[Collected data]
===
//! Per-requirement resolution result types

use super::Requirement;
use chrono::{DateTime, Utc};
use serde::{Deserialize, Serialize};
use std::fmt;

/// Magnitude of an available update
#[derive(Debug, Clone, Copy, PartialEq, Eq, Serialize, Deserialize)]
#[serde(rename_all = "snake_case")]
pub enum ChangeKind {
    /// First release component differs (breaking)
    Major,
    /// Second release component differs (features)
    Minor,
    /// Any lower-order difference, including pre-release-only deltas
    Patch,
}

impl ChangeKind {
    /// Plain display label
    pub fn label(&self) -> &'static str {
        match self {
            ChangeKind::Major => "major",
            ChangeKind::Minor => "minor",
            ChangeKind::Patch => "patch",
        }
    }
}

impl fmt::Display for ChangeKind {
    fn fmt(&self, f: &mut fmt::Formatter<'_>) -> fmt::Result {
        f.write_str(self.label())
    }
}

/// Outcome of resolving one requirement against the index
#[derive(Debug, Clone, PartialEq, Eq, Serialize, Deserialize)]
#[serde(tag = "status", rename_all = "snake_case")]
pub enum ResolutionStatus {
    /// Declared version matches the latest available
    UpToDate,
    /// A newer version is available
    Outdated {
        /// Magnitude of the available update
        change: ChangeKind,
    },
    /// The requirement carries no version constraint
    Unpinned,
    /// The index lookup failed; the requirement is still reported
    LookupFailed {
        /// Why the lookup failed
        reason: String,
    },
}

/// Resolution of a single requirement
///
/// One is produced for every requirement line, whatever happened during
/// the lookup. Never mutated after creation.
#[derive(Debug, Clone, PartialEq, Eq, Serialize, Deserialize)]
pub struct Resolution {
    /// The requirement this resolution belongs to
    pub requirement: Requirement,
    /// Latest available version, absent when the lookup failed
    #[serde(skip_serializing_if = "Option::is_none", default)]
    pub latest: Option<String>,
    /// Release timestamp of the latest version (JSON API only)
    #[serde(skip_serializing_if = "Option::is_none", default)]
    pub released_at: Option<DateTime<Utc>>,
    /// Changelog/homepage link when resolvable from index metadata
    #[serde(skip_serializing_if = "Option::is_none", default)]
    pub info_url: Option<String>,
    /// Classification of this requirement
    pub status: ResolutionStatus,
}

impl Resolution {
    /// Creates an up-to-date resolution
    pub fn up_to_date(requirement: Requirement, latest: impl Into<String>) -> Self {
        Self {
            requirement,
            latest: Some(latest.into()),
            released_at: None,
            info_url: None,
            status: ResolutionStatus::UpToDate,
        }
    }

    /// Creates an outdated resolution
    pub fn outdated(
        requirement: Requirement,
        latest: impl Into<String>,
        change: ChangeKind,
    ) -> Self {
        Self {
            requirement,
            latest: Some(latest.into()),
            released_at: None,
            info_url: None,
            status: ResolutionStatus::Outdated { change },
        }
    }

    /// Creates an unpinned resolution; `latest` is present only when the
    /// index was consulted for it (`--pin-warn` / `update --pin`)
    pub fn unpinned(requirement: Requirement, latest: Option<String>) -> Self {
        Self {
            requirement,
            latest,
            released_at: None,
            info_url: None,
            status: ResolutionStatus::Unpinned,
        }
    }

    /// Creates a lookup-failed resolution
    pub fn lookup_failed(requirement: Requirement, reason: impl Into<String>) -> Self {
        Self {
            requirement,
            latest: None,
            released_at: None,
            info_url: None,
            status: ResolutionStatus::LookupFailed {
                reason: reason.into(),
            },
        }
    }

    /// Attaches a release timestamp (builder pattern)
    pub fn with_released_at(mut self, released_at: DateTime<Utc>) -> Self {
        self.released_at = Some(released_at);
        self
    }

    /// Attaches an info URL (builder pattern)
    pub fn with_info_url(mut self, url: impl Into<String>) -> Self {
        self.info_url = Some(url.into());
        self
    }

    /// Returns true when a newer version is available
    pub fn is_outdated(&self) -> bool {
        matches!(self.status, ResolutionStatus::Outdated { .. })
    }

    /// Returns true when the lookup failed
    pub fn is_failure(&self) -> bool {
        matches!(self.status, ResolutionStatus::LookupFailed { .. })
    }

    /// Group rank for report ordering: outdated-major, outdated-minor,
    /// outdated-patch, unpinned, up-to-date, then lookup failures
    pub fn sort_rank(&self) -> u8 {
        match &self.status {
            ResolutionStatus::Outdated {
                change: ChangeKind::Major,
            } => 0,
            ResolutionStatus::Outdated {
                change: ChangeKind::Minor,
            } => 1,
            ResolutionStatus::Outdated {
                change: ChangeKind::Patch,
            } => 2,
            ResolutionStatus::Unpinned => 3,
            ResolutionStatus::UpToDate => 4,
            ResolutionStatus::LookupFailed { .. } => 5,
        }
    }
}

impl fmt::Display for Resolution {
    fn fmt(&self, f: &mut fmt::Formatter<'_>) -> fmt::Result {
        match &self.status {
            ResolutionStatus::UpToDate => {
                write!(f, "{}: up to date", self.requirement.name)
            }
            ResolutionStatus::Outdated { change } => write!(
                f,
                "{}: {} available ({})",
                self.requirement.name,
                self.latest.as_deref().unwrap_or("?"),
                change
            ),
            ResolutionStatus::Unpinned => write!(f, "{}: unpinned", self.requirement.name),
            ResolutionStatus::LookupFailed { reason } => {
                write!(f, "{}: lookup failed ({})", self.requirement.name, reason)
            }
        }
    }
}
===
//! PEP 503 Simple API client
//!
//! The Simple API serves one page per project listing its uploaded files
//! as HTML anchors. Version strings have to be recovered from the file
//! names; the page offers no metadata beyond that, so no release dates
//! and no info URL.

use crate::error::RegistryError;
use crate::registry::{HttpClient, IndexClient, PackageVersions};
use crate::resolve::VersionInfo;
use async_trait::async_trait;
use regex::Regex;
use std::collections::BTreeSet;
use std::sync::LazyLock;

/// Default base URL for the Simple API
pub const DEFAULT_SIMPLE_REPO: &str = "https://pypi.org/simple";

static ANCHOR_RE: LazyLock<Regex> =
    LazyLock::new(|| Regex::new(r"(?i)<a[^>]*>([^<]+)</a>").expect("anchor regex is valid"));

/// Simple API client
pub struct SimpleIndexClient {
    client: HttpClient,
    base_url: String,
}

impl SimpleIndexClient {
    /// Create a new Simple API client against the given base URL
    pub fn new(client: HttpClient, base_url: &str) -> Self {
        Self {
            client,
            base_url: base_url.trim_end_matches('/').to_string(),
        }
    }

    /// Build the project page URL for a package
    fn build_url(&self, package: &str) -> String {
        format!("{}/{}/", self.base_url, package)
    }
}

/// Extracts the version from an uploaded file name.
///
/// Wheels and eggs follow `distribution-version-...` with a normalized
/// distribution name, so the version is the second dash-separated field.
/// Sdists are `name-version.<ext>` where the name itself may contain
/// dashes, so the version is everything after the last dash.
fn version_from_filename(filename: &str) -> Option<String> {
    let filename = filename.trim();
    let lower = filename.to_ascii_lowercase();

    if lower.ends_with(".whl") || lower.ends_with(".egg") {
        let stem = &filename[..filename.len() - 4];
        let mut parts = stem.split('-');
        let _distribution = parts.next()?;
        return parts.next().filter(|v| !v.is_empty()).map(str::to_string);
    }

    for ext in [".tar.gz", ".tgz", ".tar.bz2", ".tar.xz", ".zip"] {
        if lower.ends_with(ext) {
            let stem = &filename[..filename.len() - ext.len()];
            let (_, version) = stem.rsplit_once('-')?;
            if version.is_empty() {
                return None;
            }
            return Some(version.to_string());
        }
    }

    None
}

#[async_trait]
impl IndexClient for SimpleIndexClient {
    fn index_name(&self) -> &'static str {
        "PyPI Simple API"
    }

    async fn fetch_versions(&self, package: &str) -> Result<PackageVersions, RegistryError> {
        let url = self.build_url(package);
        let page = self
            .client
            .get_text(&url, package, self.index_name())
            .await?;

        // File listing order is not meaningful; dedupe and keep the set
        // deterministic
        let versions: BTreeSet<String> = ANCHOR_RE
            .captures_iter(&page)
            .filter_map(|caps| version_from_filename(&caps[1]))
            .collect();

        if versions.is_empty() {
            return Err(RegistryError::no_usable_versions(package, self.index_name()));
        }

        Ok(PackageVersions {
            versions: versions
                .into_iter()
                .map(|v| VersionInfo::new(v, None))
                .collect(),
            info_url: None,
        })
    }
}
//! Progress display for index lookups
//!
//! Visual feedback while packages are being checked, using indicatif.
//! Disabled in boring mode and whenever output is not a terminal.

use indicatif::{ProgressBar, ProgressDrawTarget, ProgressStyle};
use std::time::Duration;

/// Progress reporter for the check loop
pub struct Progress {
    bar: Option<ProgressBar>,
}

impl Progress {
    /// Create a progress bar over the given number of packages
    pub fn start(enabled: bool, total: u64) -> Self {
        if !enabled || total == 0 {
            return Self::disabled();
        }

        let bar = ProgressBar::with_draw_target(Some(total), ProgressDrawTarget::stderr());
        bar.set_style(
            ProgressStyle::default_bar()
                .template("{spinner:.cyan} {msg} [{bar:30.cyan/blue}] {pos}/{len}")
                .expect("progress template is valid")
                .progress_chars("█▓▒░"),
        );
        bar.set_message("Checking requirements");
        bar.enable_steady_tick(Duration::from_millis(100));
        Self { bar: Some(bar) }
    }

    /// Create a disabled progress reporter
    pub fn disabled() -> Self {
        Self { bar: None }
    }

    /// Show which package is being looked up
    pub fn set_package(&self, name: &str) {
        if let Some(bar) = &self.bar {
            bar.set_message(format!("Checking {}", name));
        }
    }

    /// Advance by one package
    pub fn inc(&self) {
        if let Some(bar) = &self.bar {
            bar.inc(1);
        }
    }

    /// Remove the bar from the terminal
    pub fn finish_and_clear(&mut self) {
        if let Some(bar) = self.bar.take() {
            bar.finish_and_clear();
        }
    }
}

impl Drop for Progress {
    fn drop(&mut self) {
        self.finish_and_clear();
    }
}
===
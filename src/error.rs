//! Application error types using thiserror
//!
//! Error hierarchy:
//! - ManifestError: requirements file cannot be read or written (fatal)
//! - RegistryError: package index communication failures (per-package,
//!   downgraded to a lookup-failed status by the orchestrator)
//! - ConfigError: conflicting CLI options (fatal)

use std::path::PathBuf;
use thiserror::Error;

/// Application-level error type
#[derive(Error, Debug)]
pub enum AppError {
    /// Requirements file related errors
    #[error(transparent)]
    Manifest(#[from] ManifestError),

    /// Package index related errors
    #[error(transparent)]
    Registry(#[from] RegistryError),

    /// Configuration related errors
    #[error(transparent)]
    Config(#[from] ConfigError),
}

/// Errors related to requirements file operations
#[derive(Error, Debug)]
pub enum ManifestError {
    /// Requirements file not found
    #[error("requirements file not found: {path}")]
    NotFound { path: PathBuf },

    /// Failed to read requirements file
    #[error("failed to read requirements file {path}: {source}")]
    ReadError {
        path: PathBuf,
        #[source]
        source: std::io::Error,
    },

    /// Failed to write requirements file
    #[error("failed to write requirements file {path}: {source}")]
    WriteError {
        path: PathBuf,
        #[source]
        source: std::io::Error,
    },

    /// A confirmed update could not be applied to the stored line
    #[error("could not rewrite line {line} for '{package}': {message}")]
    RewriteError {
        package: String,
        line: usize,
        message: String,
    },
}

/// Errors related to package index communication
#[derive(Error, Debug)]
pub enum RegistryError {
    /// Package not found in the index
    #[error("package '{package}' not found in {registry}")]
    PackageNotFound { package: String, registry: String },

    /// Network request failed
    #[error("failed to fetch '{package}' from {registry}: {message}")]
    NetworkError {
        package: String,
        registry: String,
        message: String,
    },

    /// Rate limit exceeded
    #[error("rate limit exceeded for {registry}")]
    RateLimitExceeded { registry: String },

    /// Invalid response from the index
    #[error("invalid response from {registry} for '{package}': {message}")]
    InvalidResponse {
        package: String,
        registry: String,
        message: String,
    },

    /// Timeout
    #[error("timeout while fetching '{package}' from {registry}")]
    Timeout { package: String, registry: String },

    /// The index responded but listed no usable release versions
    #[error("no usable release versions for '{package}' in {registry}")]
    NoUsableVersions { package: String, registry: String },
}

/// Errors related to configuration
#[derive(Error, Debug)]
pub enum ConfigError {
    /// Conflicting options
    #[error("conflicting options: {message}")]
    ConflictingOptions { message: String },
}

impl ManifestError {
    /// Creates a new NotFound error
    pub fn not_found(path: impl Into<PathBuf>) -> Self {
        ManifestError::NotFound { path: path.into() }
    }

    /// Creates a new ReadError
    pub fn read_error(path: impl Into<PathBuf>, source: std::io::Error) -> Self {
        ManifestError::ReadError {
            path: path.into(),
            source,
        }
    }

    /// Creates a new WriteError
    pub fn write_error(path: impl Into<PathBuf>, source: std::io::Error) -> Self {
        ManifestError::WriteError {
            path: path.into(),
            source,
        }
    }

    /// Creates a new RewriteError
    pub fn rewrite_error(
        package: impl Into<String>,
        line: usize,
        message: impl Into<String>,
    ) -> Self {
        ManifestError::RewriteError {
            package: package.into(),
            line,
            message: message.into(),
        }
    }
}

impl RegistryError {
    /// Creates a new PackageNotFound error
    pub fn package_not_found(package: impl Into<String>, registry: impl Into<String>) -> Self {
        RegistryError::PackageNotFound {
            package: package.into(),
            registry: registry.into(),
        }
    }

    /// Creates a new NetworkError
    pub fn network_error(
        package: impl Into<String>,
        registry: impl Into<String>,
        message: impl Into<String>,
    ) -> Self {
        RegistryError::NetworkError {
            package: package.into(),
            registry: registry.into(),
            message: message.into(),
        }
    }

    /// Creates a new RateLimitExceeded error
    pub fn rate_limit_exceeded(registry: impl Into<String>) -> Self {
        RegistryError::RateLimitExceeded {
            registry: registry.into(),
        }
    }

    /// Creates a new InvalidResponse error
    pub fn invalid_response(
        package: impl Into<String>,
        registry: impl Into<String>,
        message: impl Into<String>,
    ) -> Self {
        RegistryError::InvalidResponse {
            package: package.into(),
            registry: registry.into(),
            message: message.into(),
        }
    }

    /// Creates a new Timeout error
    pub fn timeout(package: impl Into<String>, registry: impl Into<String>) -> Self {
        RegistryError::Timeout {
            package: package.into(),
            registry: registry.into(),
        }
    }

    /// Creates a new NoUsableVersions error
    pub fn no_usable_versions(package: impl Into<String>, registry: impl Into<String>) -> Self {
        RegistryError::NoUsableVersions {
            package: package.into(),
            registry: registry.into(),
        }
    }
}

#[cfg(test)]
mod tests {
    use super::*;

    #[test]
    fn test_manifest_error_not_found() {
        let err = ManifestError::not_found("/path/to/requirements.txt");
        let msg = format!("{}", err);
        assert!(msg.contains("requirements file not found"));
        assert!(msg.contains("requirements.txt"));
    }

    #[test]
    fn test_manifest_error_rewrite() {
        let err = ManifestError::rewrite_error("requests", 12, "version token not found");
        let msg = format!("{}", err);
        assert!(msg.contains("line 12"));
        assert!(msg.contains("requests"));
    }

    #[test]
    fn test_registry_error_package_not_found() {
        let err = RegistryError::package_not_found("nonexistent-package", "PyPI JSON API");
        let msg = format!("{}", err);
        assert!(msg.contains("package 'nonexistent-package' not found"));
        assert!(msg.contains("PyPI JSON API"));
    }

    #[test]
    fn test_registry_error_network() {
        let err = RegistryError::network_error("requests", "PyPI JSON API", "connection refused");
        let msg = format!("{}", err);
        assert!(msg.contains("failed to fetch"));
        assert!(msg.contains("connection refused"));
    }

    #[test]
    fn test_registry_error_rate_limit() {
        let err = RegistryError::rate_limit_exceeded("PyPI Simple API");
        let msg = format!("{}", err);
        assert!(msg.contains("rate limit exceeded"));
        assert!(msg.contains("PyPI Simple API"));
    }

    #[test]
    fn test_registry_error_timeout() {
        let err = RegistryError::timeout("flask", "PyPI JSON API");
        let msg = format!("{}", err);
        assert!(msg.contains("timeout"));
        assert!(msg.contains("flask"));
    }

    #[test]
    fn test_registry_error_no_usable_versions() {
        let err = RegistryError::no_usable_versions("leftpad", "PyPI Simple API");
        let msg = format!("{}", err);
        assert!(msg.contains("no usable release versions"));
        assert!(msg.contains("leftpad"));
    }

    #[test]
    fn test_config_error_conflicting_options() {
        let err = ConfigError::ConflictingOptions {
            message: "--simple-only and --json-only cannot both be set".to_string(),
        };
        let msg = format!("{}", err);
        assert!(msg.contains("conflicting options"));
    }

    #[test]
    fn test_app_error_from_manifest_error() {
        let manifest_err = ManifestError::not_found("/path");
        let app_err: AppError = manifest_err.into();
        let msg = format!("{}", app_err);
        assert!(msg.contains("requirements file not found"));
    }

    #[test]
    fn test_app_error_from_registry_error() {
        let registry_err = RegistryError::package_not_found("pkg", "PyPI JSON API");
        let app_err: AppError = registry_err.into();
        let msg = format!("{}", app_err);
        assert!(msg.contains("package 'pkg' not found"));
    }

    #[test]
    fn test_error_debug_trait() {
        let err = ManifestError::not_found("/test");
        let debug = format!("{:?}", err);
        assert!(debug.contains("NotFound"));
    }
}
===
When you reach the line containing "pub struct Resolution" in the data above, start copying exactly, and stop after the line containing "(JSON API only)".

▸ **Written response**
pub struct Resolution {
    /// The requirement this resolution belongs to
    pub requirement: Requirement,
    /// Latest available version, absent when the lookup failed
    #[serde(skip_serializing_if = "Option::is_none", default)]
    pub latest: Option<String>,
    /// Release timestamp of the latest version (JSON API only)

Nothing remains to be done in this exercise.